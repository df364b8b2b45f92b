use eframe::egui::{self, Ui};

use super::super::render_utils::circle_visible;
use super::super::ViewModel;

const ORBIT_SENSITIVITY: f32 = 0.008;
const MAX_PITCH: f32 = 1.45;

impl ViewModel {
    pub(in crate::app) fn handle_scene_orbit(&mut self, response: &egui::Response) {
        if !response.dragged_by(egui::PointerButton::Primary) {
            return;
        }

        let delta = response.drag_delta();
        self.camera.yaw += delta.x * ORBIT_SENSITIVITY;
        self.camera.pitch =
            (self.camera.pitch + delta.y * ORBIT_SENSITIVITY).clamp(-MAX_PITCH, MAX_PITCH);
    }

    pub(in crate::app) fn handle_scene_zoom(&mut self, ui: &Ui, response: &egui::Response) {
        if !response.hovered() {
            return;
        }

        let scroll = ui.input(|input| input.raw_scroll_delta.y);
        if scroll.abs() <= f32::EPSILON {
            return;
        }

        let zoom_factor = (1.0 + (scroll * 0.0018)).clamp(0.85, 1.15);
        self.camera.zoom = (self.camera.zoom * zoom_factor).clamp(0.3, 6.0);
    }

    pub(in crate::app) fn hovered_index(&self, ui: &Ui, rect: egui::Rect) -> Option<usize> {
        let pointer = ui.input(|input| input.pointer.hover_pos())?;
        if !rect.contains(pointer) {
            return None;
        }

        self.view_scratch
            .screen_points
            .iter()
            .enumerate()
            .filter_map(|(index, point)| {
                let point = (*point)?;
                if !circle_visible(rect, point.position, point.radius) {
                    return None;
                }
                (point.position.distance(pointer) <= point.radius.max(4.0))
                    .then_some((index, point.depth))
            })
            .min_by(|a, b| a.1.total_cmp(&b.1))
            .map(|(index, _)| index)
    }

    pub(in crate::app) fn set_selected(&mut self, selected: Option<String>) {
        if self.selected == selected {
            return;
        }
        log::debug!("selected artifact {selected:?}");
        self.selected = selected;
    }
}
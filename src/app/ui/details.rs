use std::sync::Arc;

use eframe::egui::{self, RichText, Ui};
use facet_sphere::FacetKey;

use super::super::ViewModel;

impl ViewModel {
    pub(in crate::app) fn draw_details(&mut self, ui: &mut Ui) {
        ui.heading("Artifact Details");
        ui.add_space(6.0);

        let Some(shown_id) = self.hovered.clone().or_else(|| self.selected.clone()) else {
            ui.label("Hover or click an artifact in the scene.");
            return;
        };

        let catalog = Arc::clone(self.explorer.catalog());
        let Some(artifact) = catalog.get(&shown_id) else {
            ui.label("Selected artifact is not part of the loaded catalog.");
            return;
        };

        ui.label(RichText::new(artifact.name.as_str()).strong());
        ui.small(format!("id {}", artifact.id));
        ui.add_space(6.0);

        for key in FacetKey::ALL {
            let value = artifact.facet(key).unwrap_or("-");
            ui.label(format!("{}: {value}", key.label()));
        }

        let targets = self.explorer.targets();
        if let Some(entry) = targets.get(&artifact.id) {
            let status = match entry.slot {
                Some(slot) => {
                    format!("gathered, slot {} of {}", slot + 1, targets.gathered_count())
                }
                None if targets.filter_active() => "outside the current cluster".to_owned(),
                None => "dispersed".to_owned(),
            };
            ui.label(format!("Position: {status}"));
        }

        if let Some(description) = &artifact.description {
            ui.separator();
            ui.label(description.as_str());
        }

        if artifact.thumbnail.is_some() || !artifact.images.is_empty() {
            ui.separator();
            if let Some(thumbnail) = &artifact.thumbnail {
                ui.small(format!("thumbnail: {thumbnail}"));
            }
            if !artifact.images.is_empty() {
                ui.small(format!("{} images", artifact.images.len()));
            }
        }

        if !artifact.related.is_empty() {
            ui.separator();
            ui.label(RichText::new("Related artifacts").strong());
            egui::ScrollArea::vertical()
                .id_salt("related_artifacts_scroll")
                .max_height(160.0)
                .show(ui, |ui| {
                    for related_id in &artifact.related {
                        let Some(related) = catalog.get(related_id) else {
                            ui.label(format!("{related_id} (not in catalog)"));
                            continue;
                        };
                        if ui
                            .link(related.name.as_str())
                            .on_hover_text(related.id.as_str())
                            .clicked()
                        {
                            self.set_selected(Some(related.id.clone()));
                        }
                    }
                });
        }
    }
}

-------

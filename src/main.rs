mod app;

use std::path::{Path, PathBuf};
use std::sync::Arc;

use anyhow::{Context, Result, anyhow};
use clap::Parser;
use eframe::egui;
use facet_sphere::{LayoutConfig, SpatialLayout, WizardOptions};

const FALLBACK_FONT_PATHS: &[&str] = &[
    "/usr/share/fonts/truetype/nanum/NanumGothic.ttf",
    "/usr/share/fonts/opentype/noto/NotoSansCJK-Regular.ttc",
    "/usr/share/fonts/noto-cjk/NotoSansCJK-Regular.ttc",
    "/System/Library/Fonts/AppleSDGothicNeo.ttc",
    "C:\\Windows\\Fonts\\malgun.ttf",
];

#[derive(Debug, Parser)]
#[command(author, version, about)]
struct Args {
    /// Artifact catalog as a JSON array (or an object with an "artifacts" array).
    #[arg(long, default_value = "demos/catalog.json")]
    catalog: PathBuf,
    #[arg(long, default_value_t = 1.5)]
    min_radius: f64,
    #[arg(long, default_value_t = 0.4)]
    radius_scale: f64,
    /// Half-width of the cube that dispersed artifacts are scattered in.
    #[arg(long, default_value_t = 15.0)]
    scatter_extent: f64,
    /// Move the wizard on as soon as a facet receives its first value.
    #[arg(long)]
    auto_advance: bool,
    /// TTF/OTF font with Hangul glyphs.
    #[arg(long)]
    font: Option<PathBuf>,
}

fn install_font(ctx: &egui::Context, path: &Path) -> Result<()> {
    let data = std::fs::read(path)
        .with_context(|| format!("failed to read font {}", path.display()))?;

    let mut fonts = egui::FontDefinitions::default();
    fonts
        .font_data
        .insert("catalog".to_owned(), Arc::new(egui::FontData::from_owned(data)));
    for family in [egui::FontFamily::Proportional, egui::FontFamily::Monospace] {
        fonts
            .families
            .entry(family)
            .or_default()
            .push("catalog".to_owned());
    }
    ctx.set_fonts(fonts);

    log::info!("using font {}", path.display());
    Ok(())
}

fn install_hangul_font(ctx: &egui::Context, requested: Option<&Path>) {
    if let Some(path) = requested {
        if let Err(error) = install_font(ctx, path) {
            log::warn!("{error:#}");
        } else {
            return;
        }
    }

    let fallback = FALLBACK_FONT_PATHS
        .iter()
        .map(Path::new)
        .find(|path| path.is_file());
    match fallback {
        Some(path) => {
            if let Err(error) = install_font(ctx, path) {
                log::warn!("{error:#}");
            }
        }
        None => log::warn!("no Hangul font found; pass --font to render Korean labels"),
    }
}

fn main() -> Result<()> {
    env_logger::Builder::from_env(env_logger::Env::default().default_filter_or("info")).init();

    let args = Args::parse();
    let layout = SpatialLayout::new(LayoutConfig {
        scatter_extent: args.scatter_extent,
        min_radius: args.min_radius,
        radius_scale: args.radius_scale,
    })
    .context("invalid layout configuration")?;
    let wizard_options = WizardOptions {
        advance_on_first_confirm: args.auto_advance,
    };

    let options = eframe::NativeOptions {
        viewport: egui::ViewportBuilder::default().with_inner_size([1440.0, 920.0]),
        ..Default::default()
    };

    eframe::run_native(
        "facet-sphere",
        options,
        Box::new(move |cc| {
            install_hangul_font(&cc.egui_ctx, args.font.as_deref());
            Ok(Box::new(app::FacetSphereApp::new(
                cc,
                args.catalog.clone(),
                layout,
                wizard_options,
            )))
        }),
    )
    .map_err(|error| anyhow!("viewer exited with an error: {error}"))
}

-------

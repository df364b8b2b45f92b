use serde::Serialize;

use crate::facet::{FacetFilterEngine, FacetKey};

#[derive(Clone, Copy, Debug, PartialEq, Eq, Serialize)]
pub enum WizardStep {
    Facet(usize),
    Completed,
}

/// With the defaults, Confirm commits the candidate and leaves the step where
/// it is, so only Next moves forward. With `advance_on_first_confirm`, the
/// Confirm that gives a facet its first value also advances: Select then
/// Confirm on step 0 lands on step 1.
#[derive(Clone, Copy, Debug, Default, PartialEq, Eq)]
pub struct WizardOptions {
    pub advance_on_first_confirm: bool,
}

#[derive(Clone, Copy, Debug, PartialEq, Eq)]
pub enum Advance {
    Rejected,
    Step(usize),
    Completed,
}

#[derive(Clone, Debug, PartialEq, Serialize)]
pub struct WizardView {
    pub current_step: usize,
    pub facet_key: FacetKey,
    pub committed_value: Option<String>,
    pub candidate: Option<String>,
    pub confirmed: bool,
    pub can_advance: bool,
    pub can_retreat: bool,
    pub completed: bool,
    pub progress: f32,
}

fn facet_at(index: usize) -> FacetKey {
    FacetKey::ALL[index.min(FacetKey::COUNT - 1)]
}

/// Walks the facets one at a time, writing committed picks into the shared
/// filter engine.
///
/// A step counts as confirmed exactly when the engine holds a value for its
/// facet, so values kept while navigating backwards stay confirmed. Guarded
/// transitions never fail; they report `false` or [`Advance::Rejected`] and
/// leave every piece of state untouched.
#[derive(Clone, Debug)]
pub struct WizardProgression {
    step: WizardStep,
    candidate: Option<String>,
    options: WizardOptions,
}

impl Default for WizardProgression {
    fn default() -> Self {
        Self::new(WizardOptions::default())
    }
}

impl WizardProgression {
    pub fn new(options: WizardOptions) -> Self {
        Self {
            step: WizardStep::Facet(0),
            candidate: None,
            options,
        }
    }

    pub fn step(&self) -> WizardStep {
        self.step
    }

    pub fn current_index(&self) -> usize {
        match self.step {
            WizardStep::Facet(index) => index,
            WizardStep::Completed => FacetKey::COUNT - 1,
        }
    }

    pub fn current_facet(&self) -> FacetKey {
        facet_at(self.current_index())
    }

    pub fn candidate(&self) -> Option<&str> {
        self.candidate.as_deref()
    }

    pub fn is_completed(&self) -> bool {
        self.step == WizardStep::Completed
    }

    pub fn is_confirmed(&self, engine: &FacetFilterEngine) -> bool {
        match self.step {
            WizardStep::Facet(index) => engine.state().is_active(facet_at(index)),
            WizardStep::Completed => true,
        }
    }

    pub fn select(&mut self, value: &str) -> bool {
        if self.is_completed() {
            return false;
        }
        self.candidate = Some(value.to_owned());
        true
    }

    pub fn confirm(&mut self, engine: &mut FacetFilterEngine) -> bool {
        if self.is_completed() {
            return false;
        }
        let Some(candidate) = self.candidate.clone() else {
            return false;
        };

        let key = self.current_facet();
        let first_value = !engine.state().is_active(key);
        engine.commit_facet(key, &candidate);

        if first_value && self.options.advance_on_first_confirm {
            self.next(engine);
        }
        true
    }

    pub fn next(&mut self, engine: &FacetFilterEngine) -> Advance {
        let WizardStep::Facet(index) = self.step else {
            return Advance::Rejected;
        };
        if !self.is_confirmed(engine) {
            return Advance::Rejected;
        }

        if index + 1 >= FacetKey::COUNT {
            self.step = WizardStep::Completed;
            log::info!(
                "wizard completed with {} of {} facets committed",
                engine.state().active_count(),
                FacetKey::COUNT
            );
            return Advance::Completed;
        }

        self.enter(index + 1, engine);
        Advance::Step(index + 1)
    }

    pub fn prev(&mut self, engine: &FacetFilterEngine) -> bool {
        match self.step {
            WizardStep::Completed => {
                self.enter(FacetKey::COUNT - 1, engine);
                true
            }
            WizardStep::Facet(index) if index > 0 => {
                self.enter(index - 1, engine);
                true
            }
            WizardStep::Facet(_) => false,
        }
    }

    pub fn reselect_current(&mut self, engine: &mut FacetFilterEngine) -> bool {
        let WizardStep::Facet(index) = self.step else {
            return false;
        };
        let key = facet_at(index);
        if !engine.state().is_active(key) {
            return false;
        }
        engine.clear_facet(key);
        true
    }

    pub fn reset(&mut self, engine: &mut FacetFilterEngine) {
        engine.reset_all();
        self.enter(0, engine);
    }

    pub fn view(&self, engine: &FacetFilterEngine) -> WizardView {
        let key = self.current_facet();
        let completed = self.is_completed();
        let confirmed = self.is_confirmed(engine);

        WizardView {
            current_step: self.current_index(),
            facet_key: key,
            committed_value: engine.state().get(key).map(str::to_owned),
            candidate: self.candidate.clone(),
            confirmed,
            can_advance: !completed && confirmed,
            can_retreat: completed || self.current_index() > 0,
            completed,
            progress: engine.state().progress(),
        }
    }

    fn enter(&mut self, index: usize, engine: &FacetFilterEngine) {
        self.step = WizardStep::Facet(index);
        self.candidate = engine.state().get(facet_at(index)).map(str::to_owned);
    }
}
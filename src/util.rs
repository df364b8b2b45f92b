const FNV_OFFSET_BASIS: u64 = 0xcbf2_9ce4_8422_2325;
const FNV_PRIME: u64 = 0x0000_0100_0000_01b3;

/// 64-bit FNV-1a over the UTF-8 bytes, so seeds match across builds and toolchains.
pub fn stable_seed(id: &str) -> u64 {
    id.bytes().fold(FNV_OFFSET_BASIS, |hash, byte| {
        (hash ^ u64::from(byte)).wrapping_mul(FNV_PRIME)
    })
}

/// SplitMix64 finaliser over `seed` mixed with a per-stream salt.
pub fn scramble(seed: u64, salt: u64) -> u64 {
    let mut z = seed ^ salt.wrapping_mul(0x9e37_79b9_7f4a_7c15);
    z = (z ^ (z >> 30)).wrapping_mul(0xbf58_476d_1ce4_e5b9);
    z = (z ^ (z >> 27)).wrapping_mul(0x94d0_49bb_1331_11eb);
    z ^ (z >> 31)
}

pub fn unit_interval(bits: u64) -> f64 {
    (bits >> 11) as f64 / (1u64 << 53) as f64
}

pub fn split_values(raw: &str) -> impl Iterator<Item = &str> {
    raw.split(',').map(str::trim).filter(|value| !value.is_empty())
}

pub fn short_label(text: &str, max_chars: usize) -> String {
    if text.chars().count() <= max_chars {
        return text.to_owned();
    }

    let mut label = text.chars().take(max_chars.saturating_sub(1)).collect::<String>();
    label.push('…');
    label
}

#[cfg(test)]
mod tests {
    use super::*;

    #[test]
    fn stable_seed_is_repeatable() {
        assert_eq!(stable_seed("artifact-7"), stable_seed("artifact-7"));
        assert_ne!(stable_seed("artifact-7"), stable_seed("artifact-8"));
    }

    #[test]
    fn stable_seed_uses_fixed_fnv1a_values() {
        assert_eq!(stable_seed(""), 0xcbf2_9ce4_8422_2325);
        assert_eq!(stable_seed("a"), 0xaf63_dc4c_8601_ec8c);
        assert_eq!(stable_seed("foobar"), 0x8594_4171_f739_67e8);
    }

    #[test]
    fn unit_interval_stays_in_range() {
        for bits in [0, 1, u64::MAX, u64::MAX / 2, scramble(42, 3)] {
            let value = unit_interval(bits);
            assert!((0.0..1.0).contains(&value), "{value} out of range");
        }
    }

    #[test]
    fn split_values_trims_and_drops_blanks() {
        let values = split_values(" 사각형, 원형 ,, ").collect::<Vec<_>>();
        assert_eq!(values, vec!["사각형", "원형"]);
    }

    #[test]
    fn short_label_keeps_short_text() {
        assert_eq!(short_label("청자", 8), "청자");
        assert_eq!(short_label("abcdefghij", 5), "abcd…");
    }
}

-------

* [Work task]
Begin with the line above that has "self.enter(index - 1, engine);" and continue through the line that has "engine.reset_all();", setting each one down exactly. Stop there.

* [Exercise output]
                self.enter(index - 1, engine);
                true
            }
            WizardStep::Facet(_) => false,
        }
    }

    pub fn reselect_current(&mut self, engine: &mut FacetFilterEngine) -> bool {
        let WizardStep::Facet(index) = self.step else {
            return false;
        };
        let key = facet_at(index);
        if !engine.state().is_active(key) {
            return false;
        }
        engine.clear_facet(key);
        true
    }

    pub fn reset(&mut self, engine: &mut FacetFilterEngine) {
        engine.reset_all();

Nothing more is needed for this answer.